La condena a aburrirse dictada contra estas dos trabajadoras por sus jefes supuso para ellas la peor de las humillaciones. Igual que le pasó a Agustín, empleado durante más de treinta años en una multinacional con sede en Barcelona y que al cumplir los 61 recibió un correo electrónico en el que su jefe lo invitaba a prejubilarse. Agustín se sentía cómodo en su trabajo, valorado por las tareas desempeñadas durante más de tres décadas como administrativo. Y de repente "me dicen que ya no cuento para nada y tengo que irme". Este hombre no quería prejubilarse y se resistió hasta el último momento. De haberse quedado, su próxima ocupación habría sido la de la silla del trabajador aburrido, pues sus tareas fueron encomendadas a una empresa externa sin consultarle nada a él. Simplemente sobraba ya en esa empresa donde pasó toda su vida laboral.
El abogado laborista catalán Àlex Fontelles llevó estos tres casos ante los tribunales españoles, y en los tres logró acuerdos beneficiosos para sus patrocinados. Según su experiencia, el síndrome boreout "es el nuevo mal laboral".
Según el legista, en los últimos años llevó más de un centenar de casos de trabajadores que encajan en ese perfil. "Con la crisis, muchas empresas han visto reducida su actividad y les sale mucho más rentable apartar a trabajadores a rincones de las oficinas, sin asignarles tareas y con el mismo sueldo, que indemnizarlos por despidos que serían improcedentes", afirma.
Los empresarios consiguen, en el caso de aquellos trabajadores que no son vagos por naturaleza y quieren ganarse el sueldo que cobran, que muchos de esos empleados acaben aceptando un acuerdo para irse sin necesidad de despedirlos.
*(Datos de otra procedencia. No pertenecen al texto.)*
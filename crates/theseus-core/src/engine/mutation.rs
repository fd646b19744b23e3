use super::progress::CancellationToken;
use crate::core::io::error::StructureError;
use crate::core::io::traits::StructureAdapter;
use crate::core::models::atom::Atom;
use crate::core::models::element::Element;
use crate::core::models::ids::AtomId;
use crate::core::models::molecule::Molecule;
use crate::core::models::topology::BondOrder;
use rand::Rng;
use serde::{Deserialize, Serialize};
use std::fmt;
use thiserror::Error;
use tracing::trace;

#[derive(Debug, Clone, Copy, PartialEq, Eq, Hash, Serialize, Deserialize)]
#[serde(rename_all = "UPPERCASE")]
pub enum EditKind {
    Add,
    Remove,
}

/// One atom-level edit.
///
/// For `Add`, `atom_symbol` is the new atom and `locus` the position of the anchor
/// atom it was bonded to. For `Remove`, they describe the deleted atom. Positions
/// refer to the atom order of the working structure at the time of the edit.
#[derive(Debug, Clone, Copy, PartialEq, Eq, Hash, Serialize, Deserialize)]
pub struct MutationOperation {
    pub kind: EditKind,
    pub atom_symbol: Element,
    pub locus: usize,
}

impl MutationOperation {
    pub fn add(element: Element, locus: usize) -> Self {
        Self {
            kind: EditKind::Add,
            atom_symbol: element,
            locus,
        }
    }

    pub fn remove(element: Element, locus: usize) -> Self {
        Self {
            kind: EditKind::Remove,
            atom_symbol: element,
            locus,
        }
    }
}

impl fmt::Display for MutationOperation {
    fn fmt(&self, f: &mut fmt::Formatter<'_>) -> fmt::Result {
        let verb = match self.kind {
            EditKind::Add => "ADD",
            EditKind::Remove => "REMOVE",
        };
        write!(f, "{verb} {}@{}", self.atom_symbol, self.locus)
    }
}

/// Why a single mutation attempt produced no candidate.
#[derive(Debug, Error, Clone, PartialEq, Eq)]
pub enum AttemptFailure {
    #[error("mutation vocabulary is empty")]
    EmptyVocabulary,
    #[error("cannot remove the only heavy atom")]
    NothingToRemove,
    #[error("edited structure is invalid: {0}")]
    InvalidStructure(#[from] StructureError),
    #[error("edits reproduced the parent structure")]
    IdentityEdit,
}

/// Every attempt of a slot failed.
#[derive(Debug, Error, Clone, Copy, PartialEq, Eq)]
#[error("mutation exhausted after {attempts} attempts")]
pub struct MutationExhausted {
    pub attempts: usize,
}

/// A validated mutated structure and the edits that produced it.
#[derive(Debug, Clone)]
pub struct Candidate {
    pub molecule: Molecule,
    pub edits: Vec<MutationOperation>,
}

/// Applies random edit sequences drawn from a vocabulary and validates the results
/// through a structure adapter.
pub struct MutationEngine<'a, A: StructureAdapter> {
    adapter: &'a A,
    vocabulary: &'a [Element],
    max_retries: usize,
    cancel: Option<&'a CancellationToken>,
}

impl<'a, A: StructureAdapter> MutationEngine<'a, A> {
    pub fn new(adapter: &'a A, vocabulary: &'a [Element], max_retries: usize) -> Self {
        Self {
            adapter,
            vocabulary,
            max_retries,
            cancel: None,
        }
    }

    /// Stops producing attempts once `token` is cancelled.
    pub fn with_cancellation(mut self, token: &'a CancellationToken) -> Self {
        self.cancel = Some(token);
        self
    }

    pub fn max_retries(&self) -> usize {
        self.max_retries
    }

    /// A lazy, bounded sequence of attempts on `parent`.
    pub fn search<'s, R: Rng>(
        &'s self,
        parent: &'s Molecule,
        edit_count: usize,
        rng: &'s mut R,
    ) -> MutationSearch<'s, 'a, A, R> {
        MutationSearch {
            engine: self,
            parent,
            edit_count,
            rng,
            attempts: 0,
        }
    }

    /// Pulls attempts until the first valid candidate or until the retry bound.
    pub fn mutate<R: Rng>(
        &self,
        parent: &Molecule,
        edit_count: usize,
        rng: &mut R,
    ) -> Result<Candidate, MutationExhausted> {
        let mut search = self.search(parent, edit_count, rng);
        for outcome in search.by_ref() {
            match outcome {
                Ok(candidate) => return Ok(candidate),
                Err(failure) => trace!(%failure, "Mutation attempt failed"),
            }
        }
        Err(MutationExhausted {
            attempts: search.attempts(),
        })
    }

    fn attempt<R: Rng>(
        &self,
        parent: &Molecule,
        edit_count: usize,
        rng: &mut R,
    ) -> Result<Candidate, AttemptFailure> {
        if self.vocabulary.is_empty() {
            return Err(AttemptFailure::EmptyVocabulary);
        }

        let mut graph = parent.graph().clone();
        let mut edits = Vec::with_capacity(edit_count);
        for _ in 0..edit_count {
            let choice = rng.gen_range(0..=self.vocabulary.len());
            let atoms: Vec<AtomId> = graph.atom_ids().collect();

            match self.vocabulary.get(choice) {
                Some(&element) => {
                    let locus = rng.gen_range(0..atoms.len().max(1));
                    let added = graph.add_atom(Atom::organic(element));
                    if let Some(&anchor) = atoms.get(locus) {
                        graph.add_bond(anchor, added, BondOrder::Single);
                    }
                    edits.push(MutationOperation::add(element, locus));
                }
                None => {
                    if atoms.len() <= 1 {
                        return Err(AttemptFailure::NothingToRemove);
                    }
                    let locus = rng.gen_range(0..atoms.len());
                    let removed = graph
                        .remove_atom(atoms[locus])
                        .ok_or(AttemptFailure::NothingToRemove)?;
                    edits.push(MutationOperation::remove(removed.element, locus));
                }
            }
        }

        graph.refresh_implicit_hydrogens();
        let text = self.adapter.render(&graph);
        let molecule = self.adapter.parse(&text)?;
        if molecule.canonical() == parent.canonical() {
            return Err(AttemptFailure::IdentityEdit);
        }
        Ok(Candidate { molecule, edits })
    }
}

/// Bounded generator of mutation attempts.
///
/// Yields at most `max_retries` outcomes, one per fresh random edit sequence, and ends
/// early when the engine's cancellation token trips.
pub struct MutationSearch<'s, 'a, A: StructureAdapter, R: Rng> {
    engine: &'s MutationEngine<'a, A>,
    parent: &'s Molecule,
    edit_count: usize,
    rng: &'s mut R,
    attempts: usize,
}

impl<A: StructureAdapter, R: Rng> MutationSearch<'_, '_, A, R> {
    pub fn attempts(&self) -> usize {
        self.attempts
    }
}

impl<A: StructureAdapter, R: Rng> Iterator for MutationSearch<'_, '_, A, R> {
    type Item = Result<Candidate, AttemptFailure>;

    fn next(&mut self) -> Option<Self::Item> {
        if self.attempts >= self.engine.max_retries {
            return None;
        }
        if self.engine.cancel.is_some_and(CancellationToken::is_cancelled) {
            return None;
        }
        self.attempts += 1;
        Some(self.engine.attempt(self.parent, self.edit_count, &mut *self.rng))
    }
}
//! # Core Models Module
//!
//! Data structures for representing small molecules.
//!
//! - [`element`] - The static element table (symbols, weights, valences)
//! - [`atom`] - A single heavy atom with charge, aromaticity and hydrogen count
//! - [`topology`] - Bonds and bond orders
//! - [`graph`] - `MolecularGraph`, the editable working structure
//! - [`molecule`] - `Molecule`, the immutable validated value
//! - [`ids`] - Slot-map key types
//!
//! ```ignore
//! use theseus::core::models::{atom::Atom, element::Element, graph::MolecularGraph};
//! use theseus::core::models::topology::BondOrder;
//!
//! let mut graph = MolecularGraph::new();
//! let c = graph.add_atom(Atom::organic(Element::C));
//! let o = graph.add_atom(Atom::organic(Element::O));
//! graph.add_bond(c, o, BondOrder::Single);
//! graph.refresh_implicit_hydrogens();
//! ```

pub mod atom;
pub mod element;
pub mod graph;
pub mod ids;
pub mod molecule;
pub mod topology;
En el caso de María todo se precipitó tras la baja maternal por su segunda hija. Si en el primer embarazo perdió, a la vuelta, la práctica totalidad de responsabilidades que tenía antes de dar a luz, con la segunda hija su jefe elevó aún más el listón. Todo irregular, considera Fontelles, pero a la postre muy efectivo. María dejó hace sólo unos meses su trabajo al proponerle su jefe, tras la segunda baja maternal, que si quería seguir en esa empresa iba a realizar tareas propias de una recepcionista y no de secretaria de dirección, que es para lo que está cualificada. "Estirar más la cuerda, llegados a este punto, habría sido mucho más perjudicial para mí, después de haber precisado ya de apoyo psicológico para superar el aburrimiento al que fui condenada tras parir a mi primer hijo", confiesa María.
Àlex Fontelles indica que muchos de estos síndromes de boreout no se habrían producido una década o dos atrás, al menos en España. "Entonces había más trabajo, y un empleado sometido a esta situación solía buscar otro puesto antes de padecer las secuelas por ese aburrimiento laboral". Ahora a estos trabajadores les cuesta mucho más abandonar sin más su empresa, "pues son conscientes de que les va a costar mucho encontrar otro trabajo", concluye.
Una situación que no curan las distracciones
Los tres trabajadores confiesan que a veces les resulta difícil ser entendidos cuando cuentan lo que les ha pasado. Y lo cierto es que desde fuera muchos podrían pensar que cobrar un sueldo por no trabajar sería la situación ideal. Pero cuando se entra en esta dinámica, coinciden en afirmar estos tres protagonistas que ocuparon la "silla del trabajador aburrido", ni las redes sociales sirven para curar la sensación que se tiene al pasar horas y horas en una oficina sin hacer nada. Y sostienen que si han aceptado narrar su particular calvario (Agustín y María son nombres supuestos) es para que otras personas detecten a tiempo esas situaciones antes de que sea demasiado tarde.
Irene, a la que no le importa dar su nombre real, afirma que su mayor error "fue dejar pasar las semanas y los meses con la esperanza de que la situación iba a cambiar y que un día todo volvería a ser como antes". Los tres trabajadores tuvieron que firmar un documento, al alcanzar los acuerdos con sus empresas, de confidencialidad. No pueden decir dónde trabajaron.